Processo: 21/06315-0
Modalidade de apoio:Bolsas no Brasil - Iniciação Científica
Data de Início da vigência: 01 de janeiro de 2022
Data de Término da vigência: 30 de novembro de 2022
Área de conhecimento:Ciências Biológicas - Genética - Genética Molecular e de Microorganismos
Pesquisador responsável:Dorotéia Rossi Silva Souza
Beneficiário:Sérgio Luís Ferreira Júnior
Instituição Sede: Faculdade de Medicina de São José do Rio Preto (FAMERP). Secretaria de Desenvolvimento Econômico (São Paulo - Estado). São José do Rio Preto , SP, Brasil
Assunto(s):Gastroenterologia   Genética molecular   Neoplasias   Colangiocarcinoma   MicroRNAs   Prognóstico   Reação em cadeia da polimerase via transcriptase reversa quantitativa (qRT-PCR)

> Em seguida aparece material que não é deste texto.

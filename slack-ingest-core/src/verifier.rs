use slack_ingest_sdk::objects::RawEnvelope;
use slack_ingest_sdk::signature::{self, SignatureError};
use tracing::{debug, warn};

use crate::utils::clock::unix_now;

/// Checks request signatures against the configured signing secret.
///
/// Without a secret every envelope passes.
#[derive(Clone)]
pub struct SignatureVerifier {
    secret: Option<Box<[u8]>>,
}

impl std::fmt::Debug for SignatureVerifier {
    fn fmt(&self, f: &mut std::fmt::Formatter<'_>) -> std::fmt::Result {
        f.debug_struct("SignatureVerifier")
            .field("enabled", &self.is_enabled())
            .finish()
    }
}

impl SignatureVerifier {
    pub fn new(secret: Option<&str>) -> Self {
        let secret = secret
            .filter(|s| !s.is_empty())
            .map(|s| s.as_bytes().to_vec().into_boxed_slice());
        Self { secret }
    }

    pub fn disabled() -> Self {
        Self { secret: None }
    }

    pub fn is_enabled(&self) -> bool {
        self.secret.is_some()
    }

    /// Verify `envelope` against the current wall clock.
    pub fn verify(&self, envelope: &RawEnvelope) -> bool {
        self.verify_at(
            &envelope.body,
            envelope.signature.as_deref(),
            envelope.timestamp.as_deref(),
            unix_now(),
        )
    }

    pub fn verify_at(
        &self,
        body: &[u8],
        signature_header: Option<&str>,
        timestamp_header: Option<&str>,
        now: i64,
    ) -> bool {
        let Some(secret) = &self.secret else {
            return true;
        };
        match signature::verify_at(body, signature_header, timestamp_header, secret, now) {
            Ok(()) => true,
            Err(SignatureError::Expired) => {
                warn!(
                    timestamp = timestamp_header.unwrap_or_default(),
                    now, "Rejected envelope outside the replay window"
                );
                false
            }
            Err(e) => {
                warn!("Rejected envelope with invalid signature");
                debug!(error = %e, "Signature check failed");
                false
            }
        }
    }
}

#[cfg(test)]
mod tests {
    use super::*;

    const SECRET: &str = "8f742231b10e8888abcd99yyyzzz85a5";
    const NOW: i64 = 1_700_000_000;

    fn signed(body: &[u8], ts: i64) -> String {
        signature::sign(body, ts, SECRET.as_bytes())
    }

    #[test]
    fn test_disabled_accepts_anything() {
        let verifier = SignatureVerifier::new(None);
        assert!(!verifier.is_enabled());
        assert!(verifier.verify_at(b"{}", None, None, NOW));
        assert!(!SignatureVerifier::new(Some("")).is_enabled());
    }

    #[test]
    fn test_valid_signature() {
        let verifier = SignatureVerifier::new(Some(SECRET));
        let body = br#"{"type":"event_callback"}"#;
        let sig = signed(body, NOW);
        assert!(verifier.verify_at(body, Some(&sig), Some(&NOW.to_string()), NOW + 10));
    }

    #[test]
    fn test_rejections() {
        let verifier = SignatureVerifier::new(Some(SECRET));
        let body = b"payload";
        let sig = signed(body, NOW);
        let ts = NOW.to_string();

        assert!(!verifier.verify_at(b"payload!", Some(&sig), Some(&ts), NOW));
        assert!(!verifier.verify_at(body, None, Some(&ts), NOW));
        assert!(!verifier.verify_at(body, Some(&sig), None, NOW));
        assert!(!verifier.verify_at(body, Some("v0=zz"), Some(&ts), NOW));
        assert!(!verifier.verify_at(body, Some(&sig), Some(&ts), NOW + 301));
        assert!(verifier.verify_at(body, Some(&sig), Some(&ts), NOW + 300));
    }
}
//! Output stream for accepted events.

use slack_ingest_sdk::objects::OutputEvent;
use std::io::{self, Write};

/// Destination for accepted events.
///
/// A successful `emit` means the event is fully written and flushed.
pub trait EventSink: Send {
    fn emit(&mut self, event: &OutputEvent) -> io::Result<()>;
}

/// Writes one JSON object per line and flushes after each.
pub struct NdjsonSink<W> {
    writer: W,
}

impl<W: Write + Send> NdjsonSink<W> {
    pub fn new(writer: W) -> Self {
        Self { writer }
    }

    pub fn into_inner(self) -> W {
        self.writer
    }
}

impl NdjsonSink<io::Stdout> {
    pub fn stdout() -> Self {
        Self::new(io::stdout())
    }
}

impl<W: Write + Send> EventSink for NdjsonSink<W> {
    fn emit(&mut self, event: &OutputEvent) -> io::Result<()> {
        let mut line = serde_json::to_vec(event).map_err(io::Error::other)?;
        line.push(b'\n');
        self.writer.write_all(&line)?;
        self.writer.flush()
    }
}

Palavra(s)-Chave do Pesquisador:câncer | Inibidores de Angiogênese | microRNA | Gastroenterologia

Resumo

Neoplasia maligna que acomete os ductos biliares, o colangiocarcinoma (CCA) possui baixa taxa de sobrevida devido as dificuldades em se detectar este tipo de câncer em seu estágio inicial. Nesse contexto, microRNAs (mRNAs) com potencial inibitório na proliferação tumoral, como o mir-101-3p, apresenta-se como potencial alvo terapêutico envolvendo diagnóstico, prognóstico e tratamento para o CCA. Objetivos - avaliar a expressão do miR-101-3p envolvido na oncogênese em pacientes com CCA e sua relação com sobrevida, hábitos de vida e comorbidades. Metodologia - serão estudados 65 pacientes com CCA e 30 indivíduos controles sem sinal clínico, bioquímico e histopatológico da doença, submetidos a colecistectomia. O perfil demográfico e clínico de ambos os grupos será obtido por questionário e prontuário eletrônico. Para análise da expressão de miR-101-3p será extraído RNA de tecido tumoral emblocado em parafina (pacientes) e tecido de ducto cístico fresco (controles), utilizando RealiaPrep" FFPE Total RNA Miniprep System (Promega) e trizol, respectivamente. A concentração e pureza serão analisadas pelo NanoDrop-ND-1000 (Thermo Scientific) e a integridade da amostra em gel de agarose 1%. A síntese de DNA complementar (cDNA) será realizada via transcrição reversa, utilizando um kit específico (Taq Man - Applied Biosystems). A análise de expressão do miR-101-3p será realizada por reação em cadeia da polimerase da transcrição reversa em tempo real (RT-qPCR). O nível de transcrição será calculado pelo método 2-Ct. Os dados serão analisados estatisticamente, de acordo com as características das variáveis, admitindo-se nível de significância para valor P<0,05.(AU)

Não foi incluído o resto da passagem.